The Valkyrie Soloists and Orchestra of English National Opera/Alex Ingram. Coliseum, London, Wednesday, May 26th, 2003 (CC)


ENO’s Ring continues to raise eyebrows with The Valkyrie. The production includes some stunning visual moments (the lighting, in particular, is impressive). Yet there are also real transgressions against the musico-dramatic fabric. All of these are unified by a single thread - the point-making is superficial, carrying little or no sense of the eternal (or even long-term) value. And if there is one thing that the composer Richard Wagner is concerned with, from Rhinegold (or earlier, given the last act of Lohengrin), it is the supra-temporal nature of reality. Such reductionism of Wagnerian philosophy to the pretty, petty and clever (in the worst sense of the word ‘clever’) point-making is at best deeply troubling. For those of us who regularly frequent the shrine of Richard Wagner, it represents little short of sacrilege.

The sword in Act 1 emerges from between Sieglinde’s legs, for example. Not a tree in sight (or even a bush, as it goes). Siegmund and Sieglinde are shown graphically indulging in manic rumpy-pumpy at the close of the act. Later, Brünnhilde and Wotan’s farewell is no tearful moment of noble transcendence. Brünnhilde fights with orderlies as if in a mental institution. And just what exactly are Village People doing hanging around the paradescending Valkyries? Very handle-bar moustache - when I read Marc Bridle's review of this production, I confess I did not grasp the reference to ‘gay cartoon iconography’. Going to St Martin’s Lane, all dropped into place.

Voyeurs might rejoice at this Valkyrie (it’s all a bit like dogging, but you pay for it), with incest, both real (Siegmund and Sieglinde) and implied (Brünnhilde and Wotan). Be assured, though, that on a day-to-day level no-one enjoys a bit of base titillation more than myself. But Phyllida should leave sex to Wagner. He knows how to do it.

A confession - I did not read the cast list well enough before I went in (going on-spec and not officially on MusicWeb business, I couldn’t afford the programme). So when Act I came across as well-paced, with salient harmonic shifts and structural arrival points given their due, I was left wondering just what had happened to Paul Daniel, who in the Barbican performances of the Ring could ride slip-shod over Wagner’s pristine musical surfaces. The orchestra, too, sounded in a different league from the Rhinegold I heard here at St Martin’s recently, as the first instalment of this cycle. The intermission gave me the chance to discover that this was the one performance of the run under the baton of Alex Ingram.

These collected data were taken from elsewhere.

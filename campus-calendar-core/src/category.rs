//! Event categories, the category filter, and the display taxonomy.

use std::fmt;
use std::str::FromStr;

use serde::{Deserialize, Deserializer, Serialize, Serializer};

use crate::error::{CalendarError, CalendarResult};

/// Kind of an academic event.
#[derive(Debug, Clone, Copy, PartialEq, Eq, PartialOrd, Ord, Hash)]
pub enum Category {
    Exam,
    Holiday,
    Academic,
    Event,
    Cultural,
    Sports,
    Placement,
    Other,
}

impl Category {
    pub const ALL: [Category; 8] = [
        Category::Exam,
        Category::Holiday,
        Category::Academic,
        Category::Event,
        Category::Cultural,
        Category::Sports,
        Category::Placement,
        Category::Other,
    ];

    /// Canonical lowercase key, as the backend stores it.
    pub fn as_str(&self) -> &'static str {
        match self {
            Category::Exam => "exam",
            Category::Holiday => "holiday",
            Category::Academic => "academic",
            Category::Event => "event",
            Category::Cultural => "cultural",
            Category::Sports => "sports",
            Category::Placement => "placement",
            Category::Other => "other",
        }
    }

    /// Human-readable label used by the taxonomy defaults.
    pub fn label(&self) -> &'static str {
        match self {
            Category::Exam => "Examination",
            Category::Holiday => "Holiday",
            Category::Academic => "Academic",
            Category::Event => "Event",
            Category::Cultural => "Cultural",
            Category::Sports => "Sports",
            Category::Placement => "Placement",
            Category::Other => "Other",
        }
    }
}

impl FromStr for Category {
    type Err = CalendarError;

    fn from_str(s: &str) -> CalendarResult<Self> {
        let category = match s.trim().to_ascii_lowercase().as_str() {
            "exam" | "exams" | "examination" => Category::Exam,
            "holiday" => Category::Holiday,
            "academic" => Category::Academic,
            "event" => Category::Event,
            "cultural" => Category::Cultural,
            "sports" | "sport" => Category::Sports,
            "placement" => Category::Placement,
            "other" => Category::Other,
            _ => return Err(CalendarError::UnknownCategory(s.to_string())),
        };
        Ok(category)
    }
}

impl fmt::Display for Category {
    fn fmt(&self, f: &mut fmt::Formatter) -> fmt::Result {
        f.write_str(self.as_str())
    }
}

impl Serialize for Category {
    fn serialize<S: Serializer>(&self, serializer: S) -> Result<S::Ok, S::Error> {
        serializer.serialize_str(self.as_str())
    }
}

impl<'de> Deserialize<'de> for Category {
    fn deserialize<D: Deserializer<'de>>(deserializer: D) -> Result<Self, D::Error> {
        let s = String::deserialize(deserializer)?;
        s.parse().map_err(serde::de::Error::custom)
    }
}

/// Narrows the event set before grid computation. `all` exists only here.
#[derive(Debug, Clone, Copy, PartialEq, Eq, Hash, Default)]
pub enum CategoryFilter {
    #[default]
    All,
    Only(Category),
}

impl CategoryFilter {
    pub fn matches(&self, category: Category) -> bool {
        match self {
            CategoryFilter::All => true,
            CategoryFilter::Only(c) => *c == category,
        }
    }
}

impl FromStr for CategoryFilter {
    type Err = CalendarError;

    fn from_str(s: &str) -> CalendarResult<Self> {
        if s.trim().eq_ignore_ascii_case("all") {
            return Ok(CategoryFilter::All);
        }
        s.parse().map(CategoryFilter::Only)
    }
}

impl fmt::Display for CategoryFilter {
    fn fmt(&self, f: &mut fmt::Formatter) -> fmt::Result {
        match self {
            CategoryFilter::All => f.write_str("all"),
            CategoryFilter::Only(c) => c.fmt(f),
        }
    }
}

impl Serialize for CategoryFilter {
    fn serialize<S: Serializer>(&self, serializer: S) -> Result<S::Ok, S::Error> {
        serializer.collect_str(self)
    }
}

impl<'de> Deserialize<'de> for CategoryFilter {
    fn deserialize<D: Deserializer<'de>>(deserializer: D) -> Result<Self, D::Error> {
        let s = String::deserialize(deserializer)?;
        s.parse().map_err(serde::de::Error::custom)
    }
}

/// One entry of the category taxonomy shown as filter buttons.
#[derive(Debug, Clone, PartialEq, Eq, Serialize, Deserialize)]
pub struct CategoryInfo {
    pub value: CategoryFilter,
    pub name: String,
    /// Hex color such as `#ef4444`
    pub color: String,
}

/// Ordered list of categories offered to the user.
#[derive(Debug, Clone, PartialEq, Eq, Serialize, Deserialize)]
#[serde(transparent)]
pub struct Taxonomy(Vec<CategoryInfo>);

impl Taxonomy {
    pub fn new(entries: Vec<CategoryInfo>) -> Self {
        Taxonomy(entries)
    }

    pub fn entries(&self) -> &[CategoryInfo] {
        &self.0
    }

    pub fn get(&self, filter: CategoryFilter) -> Option<&CategoryInfo> {
        self.0.iter().find(|info| info.value == filter)
    }

    /// Color for a category, falling back to the "all" entry's color.
    pub fn color_for(&self, category: Category) -> Option<&str> {
        self.get(CategoryFilter::Only(category))
            .or_else(|| self.get(CategoryFilter::All))
            .map(|info| info.color.as_str())
    }
}

impl Default for Taxonomy {
    fn default() -> Self {
        let entry = |value: CategoryFilter, name: &str, color: &str| CategoryInfo {
            value,
            name: name.to_string(),
            color: color.to_string(),
        };

        Taxonomy(vec![
            entry(CategoryFilter::All, "All Events", "#6b7280"),
            entry(CategoryFilter::Only(Category::Exam), "Examination", "#ef4444"),
            entry(CategoryFilter::Only(Category::Holiday), "Holiday", "#06b6d4"),
            entry(CategoryFilter::Only(Category::Academic), "Academic", "#f59e0b"),
            entry(CategoryFilter::Only(Category::Event), "Event", "#8b5cf6"),
            entry(CategoryFilter::Only(Category::Cultural), "Cultural", "#ec4899"),
            entry(CategoryFilter::Only(Category::Sports), "Sports", "#10b981"),
            entry(CategoryFilter::Only(Category::Placement), "Placement", "#6366f1"),
            entry(CategoryFilter::Only(Category::Other), "Other", "#9ca3af"),
        ])
    }
}
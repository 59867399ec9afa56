//! Core types for the campus academic calendar.
//!
//! This crate turns a flat list of academic events into the views the
//! portals render:
//! - `grid` builds the 7-column month grid with the events active per day
//! - `range` selects the events overlapping a month for the list view
//! - `month` handles month lengths, weekdays and prev/next navigation
//! - `ingest` normalizes raw event-source JSON into `Event`s
//!
//! Everything here is pure and synchronous; fetching the events is the
//! caller's job.

pub mod category;
pub mod error;
pub mod event;
pub mod grid;
pub mod ingest;
pub mod month;
pub mod range;
pub mod search;
pub mod stats;

pub use category::{Category, CategoryFilter, CategoryInfo, Taxonomy};
pub use error::{CalendarError, CalendarResult};
pub use event::Event;
pub use grid::{DayCell, MonthGrid, build_month_grid, events_overlapping_date};
pub use month::{
    Direction, DisplayedMonth, days_in_month, first_weekday_of_month, navigate_month,
};
pub use range::{DateRange, events_in_month_range};
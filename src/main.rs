mod commands;
mod config;
mod feed;
mod render;

use std::path::PathBuf;

use anyhow::Result;
use campus_calendar_core::ingest::parse_date;
use campus_calendar_core::DisplayedMonth;
use clap::{Parser, Subcommand};
use tracing_subscriber::EnvFilter;

use crate::commands::{list::ListOptions, resolve_month, CalendarContext};
use crate::config::GlobalConfig;

#[derive(Parser)]
#[command(name = "campus-cal")]
#[command(about = "Browse the campus academic calendar: month grids, event lists and stats")]
struct Cli {
    /// Event feed (JSON). Use "-" for stdin. Defaults to events_file from config
    #[arg(short, long, global = true)]
    events: Option<PathBuf>,

    #[command(subcommand)]
    command: Commands,
}

#[derive(Subcommand)]
enum Commands {
    /// Show a month as a 7-column grid
    Grid {
        /// Month to show (YYYY-MM), defaults to the current month
        #[arg(short, long)]
        month: Option<String>,

        /// Only show this category ("all", "exam", "holiday", ...)
        #[arg(short, long)]
        category: Option<String>,

        /// Move forward this many months
        #[arg(long, default_value_t = 0)]
        next: u32,

        /// Move back this many months
        #[arg(long, default_value_t = 0)]
        prev: u32,
    },
    /// List the events overlapping a month, sorted by start date
    List {
        /// Month to list (YYYY-MM), defaults to the current month
        #[arg(short, long)]
        month: Option<String>,

        /// Only list this category
        #[arg(short, long)]
        category: Option<String>,

        /// Only events whose title or description contains this text
        #[arg(short, long)]
        search: Option<String>,

        /// Only events for this department (campus-wide events are always shown)
        #[arg(short, long)]
        department: Option<String>,
    },
    /// Show the events active on one day
    Day {
        /// Date (YYYY-MM-DD)
        date: String,

        /// Only show this category
        #[arg(short, long)]
        category: Option<String>,
    },
    /// Show event counts, for the whole feed or one month
    Stats {
        /// Month (YYYY-MM)
        #[arg(short, long)]
        month: Option<String>,
    },
    /// Show the category taxonomy
    Categories,
    /// Manage the config file
    Config {
        #[command(subcommand)]
        action: ConfigAction,
    },
}

#[derive(Subcommand)]
enum ConfigAction {
    /// Write a config file with the default settings
    Init {
        /// Overwrite an existing config file
        #[arg(long)]
        force: bool,
    },
    /// Print the config file location
    Path,
}

fn init_logging(level: &str) {
    let filter = EnvFilter::try_from_default_env()
        .or_else(|_| EnvFilter::try_new(level))
        .unwrap_or_else(|_| EnvFilter::new("warn"));

    tracing_subscriber::fmt()
        .with_env_filter(filter)
        .with_writer(std::io::stderr)
        .with_target(false)
        .init();
}

fn main() -> Result<()> {
    let cli = Cli::parse();
    let config = GlobalConfig::load()?;
    init_logging(&config.log_level);

    tracing::debug!(config = ?config, "Configuration loaded");

    match cli.command {
        Commands::Config { action } => match action {
            ConfigAction::Init { force } => commands::config::init(force),
            ConfigAction::Path => commands::config::path(),
        },
        Commands::Categories => {
            let taxonomy = feed::load_taxonomy(&config)?;
            commands::categories::run(&taxonomy);
            Ok(())
        }
        Commands::Grid {
            month,
            category,
            next,
            prev,
        } => {
            let ctx = CalendarContext::load(config, cli.events.as_deref())?;
            let month = resolve_month(month.as_deref(), ctx.today, next, prev)?;
            commands::grid::run(&ctx, month, category.as_deref())
        }
        Commands::List {
            month,
            category,
            search,
            department,
        } => {
            let ctx = CalendarContext::load(config, cli.events.as_deref())?;
            let month = resolve_month(month.as_deref(), ctx.today, 0, 0)?;
            let options = ListOptions {
                category: category.as_deref(),
                search: search.as_deref(),
                department: department.as_deref(),
            };
            commands::list::run(&ctx, month, options)
        }
        Commands::Day { date, category } => {
            let date = parse_date("date", &date)?;
            let ctx = CalendarContext::load(config, cli.events.as_deref())?;
            commands::day::run(&ctx, date, category.as_deref())
        }
        Commands::Stats { month } => {
            let ctx = CalendarContext::load(config, cli.events.as_deref())?;
            let month = month
                .as_deref()
                .map(str::parse::<DisplayedMonth>)
                .transpose()?;
            commands::stats::run(&ctx, month)
        }
    }
}
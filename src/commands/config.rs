use anyhow::Result;
use owo_colors::OwoColorize;

use crate::config::GlobalConfig;

pub fn init(force: bool) -> Result<()> {
    let path = GlobalConfig::config_path()?;

    if path.exists() && !force {
        anyhow::bail!(
            "Config file already exists at {}\n\nUse --force to overwrite it.",
            path.display()
        );
    }

    GlobalConfig::create_default_config(&path)?;
    println!("{} {}", "Wrote".green(), path.display());
    Ok(())
}

pub fn path() -> Result<()> {
    println!("{}", GlobalConfig::config_path()?.display());
    Ok(())
}
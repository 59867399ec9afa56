//! Normalized academic event.
//!
//! Feeds from different endpoints name their fields differently; the
//! `ingest` module converts every record into this one shape, and the rest
//! of the crate works exclusively with it.

use std::fmt;

use chrono::NaiveDate;
use serde::{Deserialize, Serialize};

use crate::category::Category;

/// An academic calendar event covering an inclusive range of days.
#[derive(Debug, Clone, PartialEq, Eq, Serialize, Deserialize)]
#[serde(rename_all = "camelCase")]
pub struct Event {
    pub id: String,
    pub title: String,
    pub start_date: NaiveDate,
    /// Inclusive. Equal to `start_date` for single-day events.
    pub end_date: NaiveDate,
    pub category: Category,
    #[serde(default, skip_serializing_if = "Option::is_none")]
    pub description: Option<String>,

    #[serde(default, skip_serializing_if = "Option::is_none")]
    pub venue: Option<String>,
    #[serde(default, skip_serializing_if = "Option::is_none")]
    pub organizer: Option<String>,
    #[serde(default, skip_serializing_if = "Option::is_none")]
    pub department: Option<String>,
    /// Display color supplied by the source, overriding the taxonomy color
    #[serde(default, skip_serializing_if = "Option::is_none")]
    pub color: Option<String>,
}

impl Event {
    /// Minimal event; optional fields start empty.
    pub fn new(
        id: impl Into<String>,
        title: impl Into<String>,
        start_date: NaiveDate,
        end_date: NaiveDate,
        category: Category,
    ) -> Self {
        Event {
            id: id.into(),
            title: title.into(),
            start_date,
            end_date,
            category,
            description: None,
            venue: None,
            organizer: None,
            department: None,
            color: None,
        }
    }

    pub fn with_description(mut self, description: impl Into<String>) -> Self {
        self.description = Some(description.into());
        self
    }

    /// Whether `start_date <= end_date`. Inverted events match no day.
    pub fn has_valid_range(&self) -> bool {
        self.start_date <= self.end_date
    }

    pub fn is_single_day(&self) -> bool {
        self.start_date == self.end_date
    }

    /// Inclusive on both ends.
    pub fn is_active_on(&self, date: NaiveDate) -> bool {
        self.start_date <= date && date <= self.end_date
    }

    /// Whether the event shares at least one day with `[from, to]`.
    pub fn intersects(&self, from: NaiveDate, to: NaiveDate) -> bool {
        self.has_valid_range() && self.start_date <= to && self.end_date >= from
    }

    /// Number of days covered, 0 for inverted ranges.
    pub fn duration_days(&self) -> i64 {
        if self.has_valid_range() {
            (self.end_date - self.start_date).num_days() + 1
        } else {
            0
        }
    }
}

impl fmt::Display for Event {
    fn fmt(&self, f: &mut fmt::Formatter) -> fmt::Result {
        write!(f, "{}", self.title)
    }
}

#[cfg(test)]
mod tests {
    use super::*;

    fn date(y: i32, m: u32, d: u32) -> NaiveDate {
        NaiveDate::from_ymd_opt(y, m, d).unwrap()
    }

    #[test]
    fn active_range_is_inclusive() {
        let event = Event::new("1", "Fest", date(2024, 3, 10), date(2024, 3, 12), Category::Event);

        assert!(!event.is_active_on(date(2024, 3, 9)));
        assert!(event.is_active_on(date(2024, 3, 10)));
        assert!(event.is_active_on(date(2024, 3, 12)));
        assert!(!event.is_active_on(date(2024, 3, 13)));
        assert_eq!(event.duration_days(), 3);
    }

    #[test]
    fn inverted_range_matches_nothing() {
        let event = Event::new("1", "Bad", date(2024, 3, 12), date(2024, 3, 10), Category::Other);

        assert!(!event.has_valid_range());
        assert!(!event.is_active_on(date(2024, 3, 11)));
        assert!(!event.intersects(date(2024, 3, 1), date(2024, 3, 31)));
        assert_eq!(event.duration_days(), 0);
    }

    #[test]
    fn serializes_with_camel_case_keys() {
        let day = date(2025, 12, 10);
        let event = Event::new("7", "Guest Lecture", day, day, Category::Academic)
            .with_description("AI in healthcare");
        let json = serde_json::to_value(&event).unwrap();

        assert_eq!(json["startDate"], "2025-12-10");
        assert_eq!(json["category"], "academic");
        assert_eq!(json["description"], "AI in healthcare");
        assert!(json.get("venue").is_none());
    }
}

Typical of Lloyd’s production is that it began not with Wagner’s magnificent portrayal of hounded flight in a storm, but rather with a loud, hysterical scream. Even knowing it was coming, the sheer musical value of the scurrying cellos and basses was demeaned by this crass gesture, one that will soon be forgotten in the annals of Wagner performance, I hope. Perhaps even writing about it is proliferating its appeal (there’s no publicity like bad publicity to ignite the curious, after all).

Pär Linskog’s Siegmund is generally unchanged from the Barbican performances, except for perhaps a small gain in maturity. But his voice seems uncomfortably cast and strained (although not as much as Kyhle with the Budapest Festival Orchestra recently. Orla Boylan was generally acceptable as Sieglinde, while Clive Bayley as Hunding disappointed in his under-powered account (or so it seemed, sitting so near the ceiling). Hunding should be proud, absurdly sexist (to our eyes these days), brutish and easy to hate. But for all that to happen he needs authority, a facet largely absent here.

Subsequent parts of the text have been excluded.